Kyung-sook wondered how many years it had been since she'd last seen Yongsu. Twenty? Thirty? Her childhood friend, the one she admiringly called Older Sister, would have fifty years on her now.

“Ai-gu,” Kyung-sook sighed. “The spring breezes always make me sleepy.” She moved as if she wanted to sit down.

Cooking Oil Auntie took the hint. On the way out, she pretended to be swatting at a fly and palmed a few sweet curls of the baby-finger shrimp. She hummed as she walked back to her stall, the heels of her slipper-shoes raising a cloud of dust.

Kyung-sook's hands suddenly started trembling. That memory, jumping out at her like that, over a chasm of so many years. It made her wonder, what else of her life had she forgotten—or made herself forget?

SARAH

Seoul

1993

“My name is Sarah Thorson,” I said to the Korean man sitting across from me, strangely relieved to be speaking English. We were at the Balzac Café. The neighborhood bordering the huge main gate of Chosun University turned out to be home to a number of these trendy coffee-and-juice bars named after dead French writers: the Rousseau, the Rimbaud, and around the corner, Proust.

“I am very happy to be making your acquaintance. Please let me introduce Jun-Ho Kim.” The man rose and bowed deeply from the waist. My first Korean bow! I tried to reciprocate, but it was an unfamiliar motion that collapsed in on itself, and I ended up executing a slightly eccentric plié.


You
don't need a language exchange,” I said. “You already speak English fine.”

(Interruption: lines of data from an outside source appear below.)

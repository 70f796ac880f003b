/// Core data types for the beach conditions reporting engine.
///
/// This module defines the shared domain model imported by all other
/// modules. It contains no logic and no I/O — only types, constants,
/// and their serialization shape.

use serde::{Deserialize, Serialize};
use std::fmt;

// ---------------------------------------------------------------------------
// Category tags
// ---------------------------------------------------------------------------
//
// Categories are open, uninterpreted strings: the set has changed across
// app variants ("rain" became "sun", "crowd" arrived later), so the
// engine filters and groups by whatever tag it is asked about and never
// closes the set into an enum. The constants below are the tags the
// current report form submits.

/// Sargassum seaweed coverage. 1 = none, 3 = heavy.
pub const CATEGORY_SARGASSUM: &str = "sargasses";

/// Weather. 1 = sunny, 3 = rain. Replaces the older `rain` tag.
pub const CATEGORY_SUN: &str = "sun";

/// Legacy weather tag from earlier variants; still valid in stored data.
pub const CATEGORY_RAIN: &str = "rain";

/// Swim safety. 1 = allowed, 3 = forbidden.
pub const CATEGORY_SWIM: &str = "swim";

/// Crowd level. 1 = calm, 3 = packed.
pub const CATEGORY_CROWD: &str = "crowd";

/// The categories the current report form submits, in display order.
pub const DEFAULT_CATEGORIES: &[&str] = &[
    CATEGORY_SARGASSUM,
    CATEGORY_SUN,
    CATEGORY_SWIM,
    CATEGORY_CROWD,
];

// ---------------------------------------------------------------------------
// Time windows
// ---------------------------------------------------------------------------

pub const HOUR_MS: i64 = 60 * 60 * 1000;
pub const DAY_MS: i64 = 24 * HOUR_MS;

/// Default trailing window for decisions and map markers.
pub const RECENT_WINDOW_MS: i64 = HOUR_MS;

// ---------------------------------------------------------------------------
// Report
// ---------------------------------------------------------------------------

/// One user-submitted observation: a severity level for one category at
/// one beach, stamped at submission time.
///
/// Reports are immutable once created. They are never updated or
/// deleted; they simply age out of the aggregation windows.
///
/// The serde shape matches the store's wire format:
/// `{"beachId": 2, "type": "sargasses", "level": 1, "ts": 1712345678901}`.
#[derive(Debug, Clone, PartialEq, Serialize, Deserialize)]
pub struct Report {
    /// Canonical numeric beach identifier. Matches a catalog entry when
    /// the report is meaningful; the engine does not enforce membership.
    #[serde(rename = "beachId")]
    pub beach_id: i64,
    /// Open category tag, e.g. `sargasses`, `sun`, `swim`, `crowd`.
    #[serde(rename = "type")]
    pub category: String,
    /// Severity, exactly 1 (best/calmest) to 3 (worst). Meaning is
    /// category-specific.
    pub level: u8,
    /// Creation timestamp, milliseconds since the Unix epoch.
    pub ts: i64,
}

impl Report {
    pub fn new(beach_id: i64, category: &str, level: u8, ts: i64) -> Self {
        Report {
            beach_id,
            category: category.to_string(),
            level,
            ts,
        }
    }
}

// ---------------------------------------------------------------------------
// Decision
// ---------------------------------------------------------------------------

/// The computed current status for one category at one beach over one
/// window: dominant level, coverage-based reliability, and the raw count
/// for display ("X signalements").
#[derive(Debug, Clone, PartialEq)]
pub struct Decision {
    /// 0 when no in-window reports exist; otherwise the dominant level
    /// among 1–3.
    pub level: u8,
    pub reliability: Reliability,
    /// Number of in-window reports for the category.
    pub count: usize,
    /// Human-readable window duration, e.g. "1 h". Display only.
    pub window_label: String,
}

/// Qualitative confidence tier derived purely from the in-window report
/// count. A coverage proxy, not a statistical confidence interval: it
/// says nothing about how much the reports agree.
#[derive(Debug, Clone, Copy, PartialEq, Eq, PartialOrd, Ord)]
pub enum Reliability {
    /// 0 or 1 report.
    Low,
    /// 2 or 3 reports.
    Medium,
    /// 4 or more reports.
    High,
}

impl fmt::Display for Reliability {
    fn fmt(&self, f: &mut fmt::Formatter<'_>) -> fmt::Result {
        match self {
            Reliability::Low => write!(f, "low"),
            Reliability::Medium => write!(f, "medium"),
            Reliability::High => write!(f, "high"),
        }
    }
}

// ---------------------------------------------------------------------------
// Marker status
// ---------------------------------------------------------------------------

/// Cross-category severity summary for one beach, used to color its map
/// pin. Answers "is anything wrong here", not "what specifically".
#[derive(Debug, Clone, Copy, PartialEq, Eq)]
pub enum MarkerStatus {
    /// No report of any category in the window.
    NoData,
    Green,
    Orange,
    Red,
}

impl MarkerStatus {
    /// The fixed pin color for this status.
    pub fn hex(self) -> &'static str {
        match self {
            MarkerStatus::NoData => "#bdbdbd",
            MarkerStatus::Green => "#2e7d32",
            MarkerStatus::Orange => "#f9a825",
            MarkerStatus::Red => "#d32f2f",
        }
    }
}

impl fmt::Display for MarkerStatus {
    fn fmt(&self, f: &mut fmt::Formatter<'_>) -> fmt::Result {
        match self {
            MarkerStatus::NoData => write!(f, "none"),
            MarkerStatus::Green => write!(f, "green"),
            MarkerStatus::Orange => write!(f, "orange"),
            MarkerStatus::Red => write!(f, "red"),
        }
    }
}

// ---------------------------------------------------------------------------
// Level counts
// ---------------------------------------------------------------------------

/// Per-level report tallies over some window, named by the colors the
/// detail screens display them with.
#[derive(Debug, Clone, Copy, Default, PartialEq, Eq)]
pub struct LevelCounts {
    /// Level 1 reports.
    pub green: u32,
    /// Level 2 reports.
    pub orange: u32,
    /// Level 3 reports.
    pub red: u32,
}

impl LevelCounts {
    pub fn total(&self) -> u32 {
        self.green + self.orange + self.red
    }
}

Jun-Ho Kim giggled, then lit up a cigarette. He had small, childlike hands, a 50s buzzcut. His oxford shirt was buttoned all the way up the neck, the kind of thing you see only in five-year-old boys mother-dressed for school pictures. I couldn't imagine this child-man handling weapons in the army.

“Oh, I thanks you for your compliment, but I have much to learn,” he said. “I want to speak like the American.”

The waiter set my kiwi juice in front of me. I'd ordered it because I liked the look of the black-dot seeds suspended in brilliant green slush. In my mouth, it made my teeth feel squeaky, like when you eat raw spinach, and the tiny seeds stuck in my gums.

“We can commence in English?”

I nodded, not knowing he was going to use words such as “homolog” and “ontogenesis” for English practice. English was supposed to be
my
native language, but our exchange quickly took on a peculiar quality, like grabbing a 500-pound bull by its nose ring, as Jun-Ho led the conversation around the subjects of nuclear reactors in North Korea, his favorite American movies (anything with Meg Ryan in it), prostate cancer, dead French writers. From his knapsack he produced some ancient
Newsweek
s, their articles striated with fluorescent highlighter marks, and he asked me how to pronounce such words as “Buttafuoco” and “(Long Island) Lolita,” “sphincter,” and “epididymis.”

“Lo-LEE-tah,” I said.

“Okay, now we will commence with Korean?”

Jun-Ho asked me about my siblings. How many?

“I am the younger sister,”
I replied.
“Her name is Amanda.”

He paused.

“The way you say it, you are saying ‘I am the younger sister.' I think you mean,
‘I have a younger sister
.'”

After that, my mind went blank. I couldn't think of anything to say except “thank you,”
komapsumnida
, what I habitually and automatically said to the 7-Eleven clerk after I bought my ramen.